Chapter 25 Singular Value Decomposition

The answer is to work with \(\mathbf{A^{\top} A}\) and \(\mathbf{A A^{\top}}\), both of which are symmetric (and have \(n\) and \(m\) orthogonal eigenvectors, respectively). So we have the following decomposition:

\[ \begin{aligned} \mathbf{A^{\top} A =V D V^{\top}} \\ \mathbf{A A^{\top} =U D^{\prime} U^{\top}} \end{aligned} \] where \(\mathbf{V}\) is an \(n \times n\) orthogonal matrix consisting of the eigenvectors of \(\mathbf{A^{\top} A, D}\) an \(n \times n\) diagonal matrix with the eigenvalues of \(\mathbf{A^{\top} A}\) on the diagonal, \(\mathbf{U}\) an \(m \times m\) orthogonal matrix consisting of the eigenvectors of \(\mathbf{A A^{\top}}\), and \(\mathbf{D^{\prime}}\) an \(m \times m\) diagonal matrix with the eigenvalues of \(\mathbf{A A^{\top}}\) on the diagonal.
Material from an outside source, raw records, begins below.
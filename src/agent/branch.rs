//! A spawned agent as shown in the grid.

use ratatui::style::Color;
use uuid::Uuid;

use crate::ui::components::{BranchItem, ContentNode, ThemeTokens};
use crate::ui::GridItem;

/// Lifecycle of a spawned agent
#[derive(Debug, Clone, Copy, PartialEq, Eq)]
pub enum AgentStatus {
    Pending,
    Running,
    Completed,
    Failed,
}

impl AgentStatus {
    pub fn label(self) -> &'static str {
        match self {
            AgentStatus::Pending => "pending",
            AgentStatus::Running => "running",
            AgentStatus::Completed => "done",
            AgentStatus::Failed => "failed",
        }
    }

    pub fn color(self, theme: &ThemeTokens) -> Color {
        match self {
            AgentStatus::Pending => theme.text_muted,
            AgentStatus::Running => theme.accent_warning,
            AgentStatus::Completed => theme.accent_success,
            AgentStatus::Failed => theme.accent_error,
        }
    }

    pub fn is_finished(self) -> bool {
        matches!(self, AgentStatus::Completed | AgentStatus::Failed)
    }
}

/// One agent branch: its prompt and everything it has written so far
#[derive(Debug, Clone)]
pub struct AgentBranch {
    pub id: String,
    pub name: String,
    pub prompt: String,
    pub status: AgentStatus,
    pub output: String,
    pub is_streaming: bool,
    pub error: Option<String>,
}

impl AgentBranch {
    pub fn new(id: impl Into<String>, name: impl Into<String>, prompt: impl Into<String>) -> Self {
        Self {
            id: id.into(),
            name: name.into(),
            prompt: prompt.into(),
            status: AgentStatus::Pending,
            output: String::new(),
            is_streaming: false,
            error: None,
        }
    }

    /// Create a branch with a fresh random id
    pub fn spawn(name: impl Into<String>, prompt: impl Into<String>) -> Self {
        Self::new(Uuid::new_v4().to_string(), name, prompt)
    }

    /// Append streamed output; marks the branch running
    pub fn push_output(&mut self, chunk: &str) {
        if self.status.is_finished() {
            tracing::debug!(id = %self.id, "Ignoring output for finished agent");
            return;
        }
        self.status = AgentStatus::Running;
        self.is_streaming = true;
        self.output.push_str(chunk);
    }

    pub fn complete(&mut self) {
        self.status = AgentStatus::Completed;
        self.is_streaming = false;
    }

    pub fn fail(&mut self, error: impl Into<String>) {
        self.status = AgentStatus::Failed;
        self.is_streaming = false;
        self.error = Some(error.into());
    }

    /// Text shown while collapsed
    pub fn preview(&self) -> String {
        match &self.error {
            Some(error) => format!("Error: {}", error),
            None => self.output.trim_start().to_string(),
        }
    }

    /// Output split into paragraphs. Lines starting with `$ ` are shown as
    /// commands; a single paragraph stays inline.
    pub fn expanded_content(&self) -> ContentNode {
        let mut blocks: Vec<ContentNode> = self
            .output
            .split("\n\n")
            .map(str::trim)
            .filter(|p| !p.is_empty())
            .map(paragraph_node)
            .collect();

        if let Some(error) = &self.error {
            blocks.push(ContentNode::bold(format!("Error: {}", error)));
        }

        match blocks.len() {
            0 => ContentNode::Empty,
            1 => blocks.remove(0),
            _ => ContentNode::Block(blocks),
        }
    }

    /// Build the grid item for this branch
    pub fn to_branch_item<'t>(&self, theme: &'t ThemeTokens, collapsed: bool) -> BranchItem<'t> {
        BranchItem::new(self.id.clone(), self.name.clone(), theme)
            .prompt(self.prompt.clone())
            .preview(self.preview())
            .expanded_content(self.expanded_content())
            .status(self.status.label(), self.status.color(theme))
            .streaming(self.is_streaming)
            .collapsed(collapsed)
            .toggleable(true)
            .closable(true)
    }
}

fn paragraph_node(paragraph: &str) -> ContentNode {
    let mut parts = Vec::new();
    for (i, line) in paragraph.lines().enumerate() {
        if i > 0 {
            parts.push(ContentNode::text("\n"));
        }
        match line.strip_prefix("$ ") {
            Some(command) => parts.push(ContentNode::code(format!("$ {}", command))),
            None => parts.push(ContentNode::text(line)),
        }
    }

    if parts.len() == 1 {
        parts.remove(0)
    } else {
        ContentNode::Inline(parts)
    }
}

impl GridItem for AgentBranch {
    fn key(&self) -> &str {
        &self.id
    }
}
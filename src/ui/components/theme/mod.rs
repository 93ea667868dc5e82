//! Theme tokens for the agent grid.
//!
//! Widgets take a `&ThemeTokens` instead of reading a process-wide theme, so
//! two grids can render with different palettes and tests never share state.

mod colors;

use ratatui::style::Color;

pub use colors::parse_hex_color;

/// Semantic colors used by the grid and its branch items.
#[derive(Debug, Clone, PartialEq, Eq)]
pub struct ThemeTokens {
    /// Theme display name
    pub name: String,
    /// Whether this is a light theme
    pub is_light: bool,

    /// Brightest text - item names
    pub text_bright: Color,
    /// Main content text
    pub text_primary: Color,
    /// Prompts, finished previews
    pub text_secondary: Color,
    /// Hints, idle controls
    pub text_muted: Color,
    /// Gutters and separators
    pub text_faint: Color,

    /// Focus, live previews, collapse control
    pub accent_primary: Color,
    pub accent_success: Color,
    pub accent_warning: Color,
    pub accent_error: Color,

    /// Item gutter
    pub border_default: Color,
}

impl Default for ThemeTokens {
    fn default() -> Self {
        Self::default_dark()
    }
}

impl ThemeTokens {
    pub fn default_dark() -> Self {
        Self {
            name: "default-dark".to_string(),
            is_light: false,
            text_bright: Color::Rgb(250, 250, 255),
            text_primary: Color::Rgb(220, 220, 230),
            text_secondary: Color::Rgb(160, 160, 180),
            text_muted: Color::Rgb(100, 100, 120),
            text_faint: Color::Rgb(70, 70, 85),
            accent_primary: Color::Rgb(130, 170, 255),
            accent_success: Color::Rgb(130, 200, 140),
            accent_warning: Color::Rgb(230, 180, 100),
            accent_error: Color::Rgb(230, 120, 120),
            border_default: Color::Rgb(50, 50, 65),
        }
    }

    pub fn default_light() -> Self {
        Self {
            name: "default-light".to_string(),
            is_light: true,
            text_bright: Color::Rgb(15, 15, 20),
            text_primary: Color::Rgb(35, 35, 45),
            text_secondary: Color::Rgb(90, 90, 105),
            text_muted: Color::Rgb(140, 140, 155),
            text_faint: Color::Rgb(180, 180, 190),
            accent_primary: Color::Rgb(60, 120, 220),
            accent_success: Color::Rgb(40, 160, 60),
            accent_warning: Color::Rgb(200, 140, 30),
            accent_error: Color::Rgb(200, 60, 60),
            border_default: Color::Rgb(210, 215, 225),
        }
    }

    /// Look up a built-in theme by name.
    pub fn by_name(name: &str) -> Option<Self> {
        match name {
            "default" | "default-dark" | "dark" => Some(Self::default_dark()),
            "default-light" | "light" => Some(Self::default_light()),
            _ => None,
        }
    }

    /// Names accepted by [`ThemeTokens::by_name`] (canonical forms only).
    pub fn builtin_names() -> &'static [&'static str] {
        &["default-dark", "default-light"]
    }

    /// Set a single token by its config key. Returns `false` for unknown keys.
    pub fn set_token(&mut self, key: &str, color: Color) -> bool {
        let slot = match key {
            "text_bright" => &mut self.text_bright,
            "text_primary" => &mut self.text_primary,
            "text_secondary" => &mut self.text_secondary,
            "text_muted" => &mut self.text_muted,
            "text_faint" => &mut self.text_faint,
            "accent_primary" => &mut self.accent_primary,
            "accent_success" => &mut self.accent_success,
            "accent_warning" => &mut self.accent_warning,
            "accent_error" => &mut self.accent_error,
            "border_default" => &mut self.border_default,
            _ => return false,
        };
        *slot = color;
        true
    }
}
It turns out that \(\mathrm{D}\) and \(\mathbf{D^{\prime}}\) have the same non-zero diagonal entries except that the order might be different.

Now comes a highlight of linear algebra. Any real \(m \times n\) matrix can be factored as

\[ \mathbf{A=U \Sigma V^{\top}} \]

where \(\mathbf{U}\) is an \(m \times m\) orthogonal matrix whose columns are the eigenvectors of \(\mathbf{A A^{\top}}\), \(\mathbf{V}\) is an \(n \times n\) orthogonal matrix whose columns are the eigenvectors of \(\mathbf{A^{\top} A}\), and \(\mathbf{\Sigma}\) is an \(m \times n\) diagonal matrix of the form:

\[ \Sigma=\left(\begin{array}{cccc} \sigma_{1} & & & \\ & \ddots & \\ & & \sigma_{n} & \\ 0 & 0 & 0 \\ 0 & 0 &0 \\ \end{array}\right) \] with \(\sigma_{1} \geq \sigma_{2} \geq \cdots \geq \sigma_{n}>0\) and \(r=\operatorname{rank}(\mathbf{A})\). In the above, \(\sigma_{1}, \ldots, \sigma_{n}\) are the square roots of the eigenvalues of \(\mathbf{A^{\top} A}\). They are called the singular values of \(\mathbf{A}\).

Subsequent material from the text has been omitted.